__Task goal__
Copy out the final stretch of the listing: the line that contains "filename crates/catdl-cli/src/main.rs" and all lines after it, exactly as they appear.

__Data__
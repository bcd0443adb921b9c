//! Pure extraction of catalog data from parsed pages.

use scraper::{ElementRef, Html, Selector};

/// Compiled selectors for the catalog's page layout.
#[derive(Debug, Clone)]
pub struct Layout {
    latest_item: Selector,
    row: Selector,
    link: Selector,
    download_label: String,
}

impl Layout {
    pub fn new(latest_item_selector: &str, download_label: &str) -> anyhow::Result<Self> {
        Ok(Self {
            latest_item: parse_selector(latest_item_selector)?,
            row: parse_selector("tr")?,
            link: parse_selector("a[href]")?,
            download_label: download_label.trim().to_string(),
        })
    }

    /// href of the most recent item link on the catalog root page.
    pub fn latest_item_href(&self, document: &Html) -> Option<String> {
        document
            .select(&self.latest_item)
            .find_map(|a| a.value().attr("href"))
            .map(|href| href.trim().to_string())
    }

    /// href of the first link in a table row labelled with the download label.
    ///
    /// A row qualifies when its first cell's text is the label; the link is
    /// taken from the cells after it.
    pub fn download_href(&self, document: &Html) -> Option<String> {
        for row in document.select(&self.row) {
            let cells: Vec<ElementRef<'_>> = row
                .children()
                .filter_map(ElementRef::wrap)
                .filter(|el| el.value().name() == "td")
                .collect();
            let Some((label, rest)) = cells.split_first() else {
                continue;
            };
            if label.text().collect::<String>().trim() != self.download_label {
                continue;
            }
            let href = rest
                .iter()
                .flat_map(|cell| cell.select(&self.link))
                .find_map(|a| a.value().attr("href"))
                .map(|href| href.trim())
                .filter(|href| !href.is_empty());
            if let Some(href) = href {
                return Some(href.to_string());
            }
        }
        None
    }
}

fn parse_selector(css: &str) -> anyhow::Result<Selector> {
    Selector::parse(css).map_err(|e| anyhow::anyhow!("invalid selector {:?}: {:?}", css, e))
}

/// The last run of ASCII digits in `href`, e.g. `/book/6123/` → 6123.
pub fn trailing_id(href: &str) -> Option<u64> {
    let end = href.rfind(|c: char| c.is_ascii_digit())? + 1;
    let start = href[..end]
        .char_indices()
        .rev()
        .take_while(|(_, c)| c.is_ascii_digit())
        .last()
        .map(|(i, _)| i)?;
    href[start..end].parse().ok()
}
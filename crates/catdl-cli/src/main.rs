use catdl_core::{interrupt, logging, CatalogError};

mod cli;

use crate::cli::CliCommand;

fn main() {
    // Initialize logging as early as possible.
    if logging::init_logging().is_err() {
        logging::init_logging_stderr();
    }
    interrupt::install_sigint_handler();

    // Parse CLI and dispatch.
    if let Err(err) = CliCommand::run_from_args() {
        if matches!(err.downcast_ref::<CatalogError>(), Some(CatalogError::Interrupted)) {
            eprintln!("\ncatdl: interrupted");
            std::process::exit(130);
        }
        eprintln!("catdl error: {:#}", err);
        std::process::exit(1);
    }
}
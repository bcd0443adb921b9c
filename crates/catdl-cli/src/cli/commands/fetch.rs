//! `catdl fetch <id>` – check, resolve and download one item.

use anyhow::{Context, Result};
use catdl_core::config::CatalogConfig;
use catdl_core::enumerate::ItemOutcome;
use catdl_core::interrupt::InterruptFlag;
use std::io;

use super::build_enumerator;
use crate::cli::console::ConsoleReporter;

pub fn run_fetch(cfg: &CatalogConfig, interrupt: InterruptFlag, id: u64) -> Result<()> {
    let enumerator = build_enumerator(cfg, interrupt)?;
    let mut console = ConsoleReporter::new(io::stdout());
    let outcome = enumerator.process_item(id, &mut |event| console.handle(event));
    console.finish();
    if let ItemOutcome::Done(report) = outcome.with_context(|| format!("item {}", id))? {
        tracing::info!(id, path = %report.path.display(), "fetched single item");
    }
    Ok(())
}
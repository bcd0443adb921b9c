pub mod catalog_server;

__Exercise solution__
filename crates/catdl-cli/src/main.rs
use catdl_core::{interrupt, logging, CatalogError};

mod cli;

use crate::cli::CliCommand;

fn main() {
    // Initialize logging as early as possible.
    if logging::init_logging().is_err() {
        logging::init_logging_stderr();
    }
    interrupt::install_sigint_handler();

    // Parse CLI and dispatch.
    if let Err(err) = CliCommand::run_from_args() {
        if matches!(err.downcast_ref::<CatalogError>(), Some(CatalogError::Interrupted)) {
            eprintln!("\ncatdl: interrupted");
            std::process::exit(130);
        }
        eprintln!("catdl error: {:#}", err);
        std::process::exit(1);
    }
}
repository bcd0443adb921b9c
filename crates/catdl-cli/src/cli/commands/fetch.rs
//! `catdl fetch <id>` – check, resolve and download one item.

use anyhow::{Context, Result};
use catdl_core::config::CatalogConfig;
use catdl_core::enumerate::ItemOutcome;
use catdl_core::interrupt::InterruptFlag;
use std::io;

use super::build_enumerator;
use crate::cli::console::ConsoleReporter;

pub fn run_fetch(cfg: &CatalogConfig, interrupt: InterruptFlag, id: u64) -> Result<()> {
    let enumerator = build_enumerator(cfg, interrupt)?;
    let mut console = ConsoleReporter::new(io::stdout());
    let outcome = enumerator.process_item(id, &mut |event| console.handle(event));
    console.finish();
    if let ItemOutcome::Done(report) = outcome.with_context(|| format!("item {}", id))? {
        tracing::info!(id, path = %report.path.display(), "fetched single item");
    }
    Ok(())
}
repository bcd0443adb921b9c
pub mod catalog_server;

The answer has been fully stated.